We're essentially transforming non-DSU acreage into DSU acreage. Moving from the development blocks to the rings and circling them, this is the way to visualize our long reinvestment runway.
You've seen this doughnut visual in our past presentations but we've worked in a couple of new features that provide more details for 2019 action plan. First, we've illustrated our 2018 development program and the dark blue edge and our planned 2019 programs in the orange wedge.
This gives a quick visualization of year-over-year shifts and activity mix with our 2019 plan underpinned by a higher concentration of activity in the Martin, Midland and Dustin counties. We've similarly updated the inventory life in each core geography to reflect our anticipated 2019 development activity in each area.
It's important to note that the bottom of this inventory life represents a development of our DSU inventory utilizing a higher completion intensity than lower density spacing pattern consistent with our 2019 development approach. The top-end of the range represents our full DSU development inventory using our historical development approach, roughly 8 wells across per target zone.
Project returns by area will dictate long-term development patterns. Even at the most conservative element spacing, we have over a decade of running room to each of our core geographic areas allowing optionality and any commodity price scenario.
Moving to Slid 8, we've now delivered on our improved operational execution for long enough to call our 2018 evolution a sustainable trend and recalibrate our go forward expectations. Simply put, we covered more ground in less time than 2018 and have a high degree of confidence we can defend and extend those gains in 2019.
The structural changes we made to some of our completion processes and the alignment of incentives with our experienced service providers are all still in place and hydrating or equipment under our reduced activity plan provides a new potential tailwind in 2019. Before leaving this slide, I'd like to point out, in addition to getting faster and more efficient and putting new wells on production, we've continued to deliver in our day-to-day production operations.

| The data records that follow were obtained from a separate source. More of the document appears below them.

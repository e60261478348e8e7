mod common;

use autoparts_api::{
    dto::addresses::CreateAddressRequest,
    error::AppError,
    models::Role,
    services::address_service,
};

use common::{create_user, setup_state};

fn address(label: &str, is_default: bool) -> CreateAddressRequest {
    CreateAddressRequest {
        name: format!("Receiver {label}"),
        phone: "0987654321".into(),
        address: format!("{label} Hai Ba Trung"),
        is_default,
    }
}

#[tokio::test]
async fn exactly_one_default_address() -> anyhow::Result<()> {
    let Some(state) = setup_state().await? else {
        return Ok(());
    };
    let user = create_user(&state, Role::User).await?;

    let home = address_service::create_address(&state, &user, address("1", false))
        .await?
        .data
        .expect("address");
    assert!(home.is_default, "first address becomes the default");

    let office = address_service::create_address(&state, &user, address("2", false))
        .await?
        .data
        .expect("address");
    assert!(!office.is_default);

    let shop = address_service::create_address(&state, &user, address("3", true))
        .await?
        .data
        .expect("address");
    assert!(shop.is_default);

    let list = address_service::list_addresses(&state, &user).await?.data.expect("list");
    assert_eq!(list.len(), 3);
    assert_eq!(list.iter().filter(|a| a.is_default).count(), 1);
    assert_eq!(list[0].id, shop.id);

    address_service::set_default_address(&state, &user, office.id).await?;
    let list = address_service::list_addresses(&state, &user).await?.data.expect("list");
    let defaults: Vec<_> = list.iter().filter(|a| a.is_default).collect();
    assert_eq!(defaults.len(), 1);
    assert_eq!(defaults[0].id, office.id);

    // Deleting the default promotes the newest remaining address.
    address_service::delete_address(&state, &user, office.id).await?;
    let list = address_service::list_addresses(&state, &user).await?.data.expect("list");
    assert_eq!(list.len(), 2);
    let defaults: Vec<_> = list.iter().filter(|a| a.is_default).collect();
    assert_eq!(defaults.len(), 1);
    assert_eq!(defaults[0].id, shop.id);
    Ok(())
}

#[tokio::test]
async fn addresses_are_private_to_their_owner() -> anyhow::Result<()> {
    let Some(state) = setup_state().await? else {
        return Ok(());
    };
    let owner = create_user(&state, Role::User).await?;
    let other = create_user(&state, Role::User).await?;

    let saved = address_service::create_address(&state, &owner, address("9", false))
        .await?
        .data
        .expect("address");

    let err = address_service::set_default_address(&state, &other, saved.id)
        .await
        .unwrap_err();
    assert!(matches!(err, AppError::NotFound));
    let err = address_service::delete_address(&state, &other, saved.id)
        .await
        .unwrap_err();
    assert!(matches!(err, AppError::NotFound));

    let theirs = address_service::list_addresses(&state, &other).await?.data.expect("list");
    assert!(theirs.is_empty());

    let err = address_service::create_address(&state, &owner, CreateAddressRequest {
        name: String::new(),
        ..address("10", false)
    })
    .await
    .unwrap_err();
    assert!(matches!(err, AppError::Validation(_)));
    Ok(())
}

#[tokio::test(flavor = "multi_thread", worker_threads = 4)]
async fn concurrent_writes_keep_a_single_default() -> anyhow::Result<()> {
    let Some(state) = setup_state().await? else {
        return Ok(());
    };
    let user = create_user(&state, Role::User).await?;

    let mut tasks = Vec::new();
    for i in 0..4 {
        let (state, user) = (state.clone(), user.clone());
        tasks.push(tokio::spawn(async move {
            address_service::create_address(&state, &user, address(&format!("c{i}"), false)).await
        }));
    }
    let mut ids = Vec::new();
    for task in tasks {
        ids.push(task.await?.map_err(|e| anyhow::anyhow!(e.to_string()))?.data.expect("address").id);
    }

    let list = address_service::list_addresses(&state, &user).await?.data.expect("list");
    assert_eq!(list.len(), 4);
    assert_eq!(list.iter().filter(|a| a.is_default).count(), 1);

    let mut tasks = Vec::new();
    for id in ids {
        let (state, user) = (state.clone(), user.clone());
        tasks.push(tokio::spawn(async move {
            address_service::set_default_address(&state, &user, id).await
        }));
    }
    for task in tasks {
        task.await?.map_err(|e| anyhow::anyhow!(e.to_string()))?;
    }

    let defaults: i64 = sqlx::query_scalar(
        "SELECT COUNT(*) FROM user_addresses WHERE user_id = $1 AND is_default",
    )
    .bind(user.user_id)
    .fetch_one(&state.pool)
    .await?;
    assert_eq!(defaults, 1);
    Ok(())
}
use chrono::Utc;
use sea_orm::entity::prelude::*;

#[derive(Clone, Debug, PartialEq, DeriveEntityModel)]
#[sea_orm(table_name = "import_logs")]
pub struct Model {
    #[sea_orm(primary_key, auto_increment = false)]
    pub id: Uuid,
    pub product_id: Uuid,
    pub quantity: i32,
    pub supplier: String,
    pub note: Option<String>,
    pub created_at: DateTimeWithTimeZone,
}

#[derive(Copy, Clone, Debug, EnumIter, DeriveRelation)]
pub enum Relation {
    #[sea_orm(
        belongs_to = "super::products::Entity",
        from = "Column::ProductId",
        to = "super::products::Column::Id"
    )]
    Products,
}

impl Related<super::products::Entity> for Entity {
    fn to() -> RelationDef {
        Relation::Products.def()
    }
}

impl ActiveModelBehavior for ActiveModel {}

impl From<Model> for crate::models::ImportLog {
    fn from(model: Model) -> Self {
        Self {
            id: model.id,
            product_id: model.product_id,
            quantity: model.quantity,
            supplier: model.supplier,
            note: model.note,
            created_at: model.created_at.with_timezone(&Utc),
        }
    }
}
use chrono::{DateTime, Utc};
use serde::{Deserialize, Serialize};
use sqlx::FromRow;
use utoipa::ToSchema;
use uuid::Uuid;
use validator::Validate;

#[derive(Debug, Deserialize, ToSchema, Validate)]
pub struct CreateConsultationRequest {
    pub product_id: Option<Uuid>,
    #[validate(length(min = 1, message = "name is required"))]
    pub name: String,
    #[validate(length(min = 1, message = "phone is required"))]
    pub phone: String,
    pub content: Option<String>,
}

#[derive(Debug, Deserialize, ToSchema)]
pub struct UpdateConsultationStatusRequest {
    pub status: String,
}

#[derive(Debug, Serialize, ToSchema, FromRow)]
pub struct AdminConsultation {
    pub id: Uuid,
    pub product_id: Option<Uuid>,
    pub product_name: Option<String>,
    pub image_path: Option<String>,
    pub name: String,
    pub phone: String,
    pub content: Option<String>,
    pub status: String,
    pub created_at: DateTime<Utc>,
}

Our lease operating expense per Boe is still roughly a dollar below our peer average. We would expect to maintain a relative advantage on this metric in 2019.
On Slide 9 and keeping with tradition, we've shined a spotlight on one of our core operating areas every quarter. This quarter we turned to Northern Midland County an area we recently stepped up activity and a key component of our 2019 development programs.
As you can see on Slide 9, we're bringing out some strong wells in this area. Additionally, we've recently demonstrated our elevated technical and operational capability in Northern Midland County.
To that end, I'm excited to highlight the company's first three mile lateral Wolfcamp well which is drilled and only 25 days. And as you can see in the graph the entire three mile lateral segments has less than nine days to drill.
This is a testament to our team's ability to collaborate across multiple disciplines and deliver beyond the status quo. Moving on to Slide 10, we have long mentioned that part of the reason we have maintained a pure leading LOE as our growing water infrastructure network.
However, I'm not sure investors fully appreciate the scale and cash flow savings potential of these assets. We wanted to pull the curtain back a little bit.
The first point I want to highlight is our permanent disposal volumes run well in excess of our current disposal needs, providing us with some nice optionality in 2019. In fact, we're having discussions with several nearby operators in the Midland and Delaware basins who've expressed interested in sourcing and disposal availability within our water network, providing a potential package, increasing revenue from third-party water volumes.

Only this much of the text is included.